Rapidly developing insights into SARS-CoV-2 and COVID-19 made outbreak management strategies change frequently during the early stages of the pandemic, and especially for departments not used to dealing with infectious diseases, the quick succession of policy changes was difficult to follow and implement adequately. Consequently, due to errors in communication between policymakers, managers, hospital staff, OHS and the hospital infection control department, misunderstandings arose. In addition, the OHS, responsible for screening hospital staff, gave conflicting advice to employees reporting symptoms.
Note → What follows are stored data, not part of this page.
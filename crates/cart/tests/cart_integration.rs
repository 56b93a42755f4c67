//! Integration tests for the cart consistency engine.

use std::sync::Arc;
use std::time::Duration;

use cart::{
    CartConsistencyEngine, CartError, CartId, CartRef, Discount, Entity, InMemoryProductCatalog,
    Money, OwnerId, Product, ProductId, invariant,
};
use cart_store::{CartStore, CartStoreExt, InMemoryCartStore};
use futures_util::future::join_all;

type TestEngine = CartConsistencyEngine<InMemoryCartStore, InMemoryProductCatalog>;

struct TestHarness {
    engine: Arc<TestEngine>,
    catalog: InMemoryProductCatalog,
    store: InMemoryCartStore,
}

impl TestHarness {
    async fn new() -> Self {
        let store = InMemoryCartStore::new();
        let catalog = InMemoryProductCatalog::new();

        for (id, name, cents, discount, stock) in [
            ("SKU-001", "Widget", 1000, 0, 10),
            ("SKU-002", "Gadget", 2500, 20, 3),
            ("SKU-003", "Doohickey", 399, 10, 100),
            ("SKU-OUT", "Sold out", 500, 0, 0),
        ] {
            catalog
                .upsert(Product::new(
                    id,
                    name,
                    Money::from_cents(cents),
                    Discount::percent(discount),
                    stock,
                ))
                .await
                .unwrap();
        }

        let engine = Arc::new(CartConsistencyEngine::new(store.clone(), catalog.clone()));
        Self {
            engine,
            catalog,
            store,
        }
    }

    async fn cart(&self) -> (OwnerId, CartId) {
        let owner = OwnerId::new();
        let cart = self.engine.resolve_cart(owner).await.unwrap();
        (owner, cart.id)
    }

    /// Asserts the stored cart satisfies the total and uniqueness invariants.
    async fn assert_consistent(&self, cart_id: CartId) {
        let (cart, items) = self.store.load_with_items(cart_id).await.unwrap().unwrap();
        invariant::check(cart_id, cart.total_price, &items).unwrap();
        assert_eq!(cart.item_ids.len(), items.len());
    }
}

fn sku(id: &str) -> ProductId {
    ProductId::new(id)
}

#[tokio::test]
async fn total_matches_lines_after_every_operation() {
    let h = TestHarness::new().await;
    let (owner, cart_id) = h.cart().await;

    h.engine.add_item(cart_id, &sku("SKU-001"), 2).await.unwrap();
    h.assert_consistent(cart_id).await;

    h.engine.add_item(cart_id, &sku("SKU-002"), 1).await.unwrap();
    h.assert_consistent(cart_id).await;

    h.engine
        .adjust_quantity(CartRef::Id(cart_id), &sku("SKU-001"), 3)
        .await
        .unwrap();
    h.assert_consistent(cart_id).await;

    h.engine
        .adjust_quantity(CartRef::Owner(owner), &sku("SKU-002"), 2)
        .await
        .unwrap();
    h.assert_consistent(cart_id).await;

    h.engine.remove_item(cart_id, &sku("SKU-001")).await.unwrap();
    h.assert_consistent(cart_id).await;

    h.engine
        .replace_cart_contents(owner, vec![(sku("SKU-003"), 7), (sku("SKU-001"), 1)])
        .await
        .unwrap();
    h.assert_consistent(cart_id).await;

    h.engine
        .adjust_quantity(CartRef::Id(cart_id), &sku("SKU-003"), -7)
        .await
        .unwrap();
    h.assert_consistent(cart_id).await;

    let view = h.engine.get_cart(cart_id).await.unwrap();
    assert_eq!(view.item_count(), 1);
    assert_eq!(view.total_price(), Money::from_cents(1000));
}

#[tokio::test]
async fn add_item_fills_line_and_total() {
    let h = TestHarness::new().await;
    let (_, cart_id) = h.cart().await;

    let view = h.engine.add_item(cart_id, &sku("SKU-002"), 2).await.unwrap();

    // 25.00 less 20% is 20.00
    let line = view.item(&sku("SKU-002")).unwrap();
    assert_eq!(line.quantity, 2);
    assert_eq!(line.product_price, Money::from_cents(2000));
    assert_eq!(line.discount_bp, 2000);
    assert_eq!(view.total_price(), Money::from_cents(4000));
}

#[tokio::test]
async fn add_item_for_unknown_product_is_not_found() {
    let h = TestHarness::new().await;
    let (_, cart_id) = h.cart().await;

    let err = h
        .engine
        .add_item(cart_id, &sku("SKU-NOPE"), 1)
        .await
        .unwrap_err();
    assert!(err.is_not_found(Entity::Product));
}

#[tokio::test]
async fn adding_same_product_twice_conflicts() {
    let h = TestHarness::new().await;
    let (_, cart_id) = h.cart().await;

    h.engine.add_item(cart_id, &sku("SKU-001"), 1).await.unwrap();
    let result = h.engine.add_item(cart_id, &sku("SKU-001"), 1).await;

    assert!(matches!(result, Err(CartError::AlreadyInCart { .. })));
    h.assert_consistent(cart_id).await;
}

#[tokio::test]
async fn add_item_with_zero_stock_is_unavailable() {
    let h = TestHarness::new().await;
    let (_, cart_id) = h.cart().await;

    let result = h.engine.add_item(cart_id, &sku("SKU-OUT"), 1).await;
    assert!(matches!(result, Err(CartError::Unavailable(id)) if id == sku("SKU-OUT")));
}

#[tokio::test]
async fn stock_boundary_on_add() {
    let h = TestHarness::new().await;
    let (_, first_cart) = h.cart().await;
    let (_, second_cart) = h.cart().await;

    // SKU-002 has 3 units in stock
    assert!(
        h.engine
            .add_item(first_cart, &sku("SKU-002"), 3)
            .await
            .is_ok()
    );

    let result = h.engine.add_item(second_cart, &sku("SKU-002"), 4).await;
    match result {
        Err(CartError::InsufficientStock {
            requested,
            available,
            ..
        }) => {
            assert_eq!(requested, 4);
            assert_eq!(available, 3);
        }
        other => panic!("expected InsufficientStock, got {other:?}"),
    }
}

#[tokio::test]
async fn adjusting_to_zero_removes_line_and_contribution() {
    let h = TestHarness::new().await;
    let (_, cart_id) = h.cart().await;
    h.engine.add_item(cart_id, &sku("SKU-001"), 4).await.unwrap();
    let before = h.engine.add_item(cart_id, &sku("SKU-003"), 2).await.unwrap();

    let after = h
        .engine
        .adjust_quantity(CartRef::Id(cart_id), &sku("SKU-001"), -4)
        .await
        .unwrap();

    assert!(after.item(&sku("SKU-001")).is_none());
    assert_eq!(
        before.total_price().checked_sub(after.total_price()),
        Some(Money::from_cents(4 * 1000))
    );
    assert_eq!(h.store.item_count().await, 1);
}

#[tokio::test]
async fn adjusting_below_zero_is_invalid_quantity() {
    let h = TestHarness::new().await;
    let (_, cart_id) = h.cart().await;
    h.engine.add_item(cart_id, &sku("SKU-001"), 1).await.unwrap();

    let result = h
        .engine
        .adjust_quantity(CartRef::Id(cart_id), &sku("SKU-001"), -2)
        .await;

    assert!(matches!(result, Err(CartError::InvalidQuantity(_))));
    let view = h.engine.get_cart(cart_id).await.unwrap();
    assert_eq!(view.item(&sku("SKU-001")).unwrap().quantity, 1);
}

#[tokio::test]
async fn adjusting_past_stock_is_insufficient_stock() {
    let h = TestHarness::new().await;
    let (_, cart_id) = h.cart().await;
    h.engine.add_item(cart_id, &sku("SKU-002"), 3).await.unwrap();

    let result = h
        .engine
        .adjust_quantity(CartRef::Id(cart_id), &sku("SKU-002"), 1)
        .await;
    assert!(matches!(
        result,
        Err(CartError::InsufficientStock {
            requested: 4,
            available: 3,
            ..
        })
    ));

    // Decreasing is never limited by stock
    h.catalog.set_stock(&sku("SKU-002"), 0).await.unwrap();
    let view = h
        .engine
        .adjust_quantity(CartRef::Id(cart_id), &sku("SKU-002"), -1)
        .await
        .unwrap();
    assert_eq!(view.item(&sku("SKU-002")).unwrap().quantity, 2);
}

#[tokio::test]
async fn adjusting_missing_line_is_not_found() {
    let h = TestHarness::new().await;
    let (_, cart_id) = h.cart().await;

    let err = h
        .engine
        .adjust_quantity(CartRef::Id(cart_id), &sku("SKU-001"), 1)
        .await
        .unwrap_err();
    assert!(err.is_not_found(Entity::CartItem));
}

#[tokio::test]
async fn removing_twice_fails_the_second_time() {
    let h = TestHarness::new().await;
    let (_, cart_id) = h.cart().await;
    h.engine.add_item(cart_id, &sku("SKU-001"), 2).await.unwrap();

    let view = h.engine.remove_item(cart_id, &sku("SKU-001")).await.unwrap();
    assert_eq!(view.total_price(), Money::zero());

    let err = h
        .engine
        .remove_item(cart_id, &sku("SKU-001"))
        .await
        .unwrap_err();
    assert!(err.is_not_found(Entity::CartItem));
}

#[tokio::test]
async fn reprice_moves_total_by_quantity_times_difference() {
    let h = TestHarness::new().await;
    let (_, cart_id) = h.cart().await;
    h.engine.add_item(cart_id, &sku("SKU-001"), 3).await.unwrap();

    let view = h
        .engine
        .reprice_item(
            cart_id,
            &sku("SKU-001"),
            Money::from_cents(800),
            Discount::percent(20),
        )
        .await
        .unwrap()
        .unwrap();

    assert_eq!(view.total_price(), Money::from_cents(3000 - 600));
    let line = view.item(&sku("SKU-001")).unwrap();
    assert_eq!(line.product_price, Money::from_cents(800));
    assert_eq!(line.discount_bp, 2000);
    h.assert_consistent(cart_id).await;
}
For example, some of our employees reported symptoms and were not tested and allowed to continue working, whereas other employees, with the same complaints, were tested and received a work ban. The aforementioned makes it clear that it is of vital importance that a clear governance structure is in place to implement and execute outbreak management strategies in a time of crisis.

The medical departments in our hospital are managed by both a care manager, responsible for business administration, and a medical manager, who is responsible for medical policy and represents the department within the hospital. Due to unforeseen circumstances, our department was without a medical manager when the pandemic reached our hospital. The absence of an outspoken voice in support of our department might have led to an insufficient representation of our patients’ and HCWs’ interests during the Outbreak Management Team’s meetings.

Limitations

This investigation has several limitations. Firstly, the identification of cases relied on self-reporting of symptoms. In order to increase our investigation’s reliability, additional symptoms were retrospectively assessed by carrying out questionnaires. Secondly, asymptomatic HCWs and patients were not tested, thereby possibly contributing to further transmission [31]. Thirdly, the identification of a potential second cluster by WGS was not possible, since not all samples contained sufficient material. Fourthly, we were not able to certainly identify the index case (patient or HCW), as SARS-CoV-2 was already widespread in the general population at the time. Lastly, WGS enabled us to discriminate between nosocomial and community acquired infections. This revealed that one HCW likely acquired the infection outside the hospital or from a patient or HCW that was not sequenced. The other sequences clustered together, which indicates a transmission cluster. However, these sequences also clustered together with other sequences from different parts of the Netherlands, indicating that the confirmed cases could have contracted the infection outside the hospital. Particularly in the beginning of an outbreak of a novel viral pathogen, it is important to realize that its genetic variation is limited, and therefore it is crucial to relate the generated sequence data to epidemiological observations.

Conclusions

In conclusion, infection control measures designed for general hospital departments are not directly applicable to psychiatric departments. Psychiatric patients should be considered a high-risk group for infectious disease, particularly during a pandemic. Therefore, general infection prevention and outbreak management policies should be adjusted to fit the specific needs of the mental health care system. Furthermore, additional guidance should be given to psychiatric HCWs during an outbreak, as they are usually less familiar with infection prevention strategies. Finally, unambiguous communication by policymakers and a clear governance structure are pivotal for the correct implementation of infection prevention measures.